La cinquième scène de l’acte III est la scène centrale du Mariage de Figaro, c’est elle qui déterminera la suite de
l’action. Figaro est ici engagé dans un procès contre Marceline qui réclame en vertu d’un papier anciennement
signé d’épouser celui-ci. La tonalité est ici comique et satirique. Au cours d’une étude thématique nous verrons
comment ce procès comique permet d’annoncer une critique de la justice.

I/ Une scène comique

1) Les procédés comiques

 L’onomastique
- Double-Main  qui prend des deux mains = vénalité : sans scrupule
- Brid’oison : cf Rabelais au début de Pantagruel
 oiseau bridé : juge médiocre
Bégaiement ridicule : « Qu’oppo… qu’oppo-osez-vous à cette lecture » (l.69-70)

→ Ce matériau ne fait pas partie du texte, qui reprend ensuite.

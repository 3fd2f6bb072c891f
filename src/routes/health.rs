use actix_web::{get, web};
use chrono::{DateTime, Utc};
use serde::Serialize;

/// Liveness report. Does not touch the database.
#[derive(Debug, Serialize)]
pub struct HealthReport {
    pub service: &'static str,
    pub status: &'static str,
    pub version: &'static str,
    pub timestamp: DateTime<Utc>,
}

impl HealthReport {
    fn now() -> Self {
        Self {
            service: env!("CARGO_PKG_NAME"),
            status: "ok",
            version: env!("CARGO_PKG_VERSION"),
            timestamp: Utc::now(),
        }
    }
}

#[get("/health")]
pub async fn health() -> web::Json<HealthReport> {
    web::Json(HealthReport::now())
}
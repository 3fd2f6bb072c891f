use std::sync::Arc;

use bcrypt::BcryptError;

/// Plaintext the decoy digest is built from. Never a real account password.
const DECOY_PLAINTEXT: &str = "listforge-decoy-credential";

/// Salted one-way password hashing with a fixed bcrypt cost.
///
/// Cloning is cheap; the decoy digest is shared.
#[derive(Debug, Clone)]
pub struct PasswordHasher {
    cost: u32,
    decoy_hash: Arc<str>,
}

impl PasswordHasher {
    /// Builds a hasher and precomputes the decoy digest at the same cost.
    pub fn new(cost: u32) -> Result<Self, BcryptError> {
        let decoy_hash = bcrypt::hash(DECOY_PLAINTEXT, cost)?;
        Ok(Self {
            cost,
            decoy_hash: decoy_hash.into(),
        })
    }

    pub fn hash(&self, plaintext: &str) -> Result<String, BcryptError> {
        bcrypt::hash(plaintext, self.cost)
    }

    /// `Ok(false)` on mismatch; `Err` only when `digest` is not a bcrypt digest.
    pub fn verify(&self, plaintext: &str, digest: &str) -> Result<bool, BcryptError> {
        bcrypt::verify(plaintext, digest)
    }

    /// Spends one verification against the decoy digest.
    ///
    /// Called when the email is unknown so the response takes as long as a
    /// wrong-password rejection.
    pub fn verify_decoy(&self, plaintext: &str) {
        if let Err(e) = bcrypt::verify(plaintext, &self.decoy_hash) {
            log::error!("decoy verification failed: {}", e);
        }
    }
}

 Le comportement de l’huissier
 Didascalie tout au long de la pièce : « glapissant », dit sans cesse : « silence »

2) Les éléments comiques

 Une situation comique
- La situation originale et inattendue : Marceline est beaucoup plus vieille que Figaro
- Figaro est embarrassé : il doit utiliser ses talents d’orateur
- Situation tendue : vengeance pour Bartholo (cf : Le Barbier de Séville)

 Le jeu des Et/Ou
- ET : Bartholo favorable au remboursement de la dette et au mariage
- Ou : par Figaro qui veut bien rembourser Marceline mais pas l’épouser
- Enfin Où soutenu par Bartholo : « château où je l’épouserai » (l.107)

 Le langage
- Différence de vocabulaire : Bartholo utilise le mot « demoiselle » (l.90), Figaro dit « donzelle » (l.93)
 Les répliques ont la même structure
- « copulative….corrélatifs » (l..89-90)  connotation sexuelle

 La nature des exemples
- Bartholo : « vous vous ferez saigner dans ce lit où vous resterez chaudement » (l.104)
- Figaro : « ou la maladie vous tuera ou ce sera le médecin » (l.110)
- « ou vous n’écrirez rien qui plaise ou les sots vous dénigreront »  allusion aux difficultés rencontrées par
Beaumarchais
transition : Si les exemples sont incongrus et contribuent au comique du passage ils servent également à établir
une critique sociale.

I/ Une critique sociale et une satire de la justice

1) Critique sociale

 Critique de la médecine
- Beaumarchais remet en cause l’application médicale : une saignée n’a pas d’utilité
- Emploi du futur : tuera…ou…sera  donne de l’importance à la critique
- Figaro donne de l’importance à la nature du ou : « ou bien » = soit l’un soit l’autre

 Critique de la société
Figaro parle des sots : assimilation à toute la société
 Critique de la société pervertie + besoin pour les auteurs de plaire
2) Satire de la justice

 Des personnages intéressés et hypocrites
- Bartholo ne voit que sont propre intérêt : vengeance
Il grandit le procès
La falsification de documents rappelle le procès Goëzman (accusé de falsification)
- Le comte est le seul décideur (pas de jury) + il est corrompu
- Double-Main a acheté son titre : il est incompétent
Il est au courant de pratiques douteuses : falsification de documents

 La nature de la querelle
Elle porte sur une « pâ-âté » sur le document et sur une question de syntaxe

 La présence de Figaro
- Figaro est le seul à être honnête dans le procès et c’est lui qui en sort vainqueur
- « malice, erreur ou distraction » : gradation de l’erreur volontaire à l’erreur involontaire
 Figaro semble plus sur du mot malice
- « a pédant, pédant et demi »  Figaro montre qu’il n’est pas dupe et donne une bonne leçon à ses
adversaires en assurant seul sa défense.

Par le biais d’une scène comique et fort bien organisée, Beaumarchais parvient à créer une atmosphère propice
au développement de sa critique. Figaro semble ici au sommet de son art : il est fort, perspicace malin et sûr de
lui. Il semble contrôler l’intrigue mais se doute-t-il des projets de la comtesse et de Suzanne ?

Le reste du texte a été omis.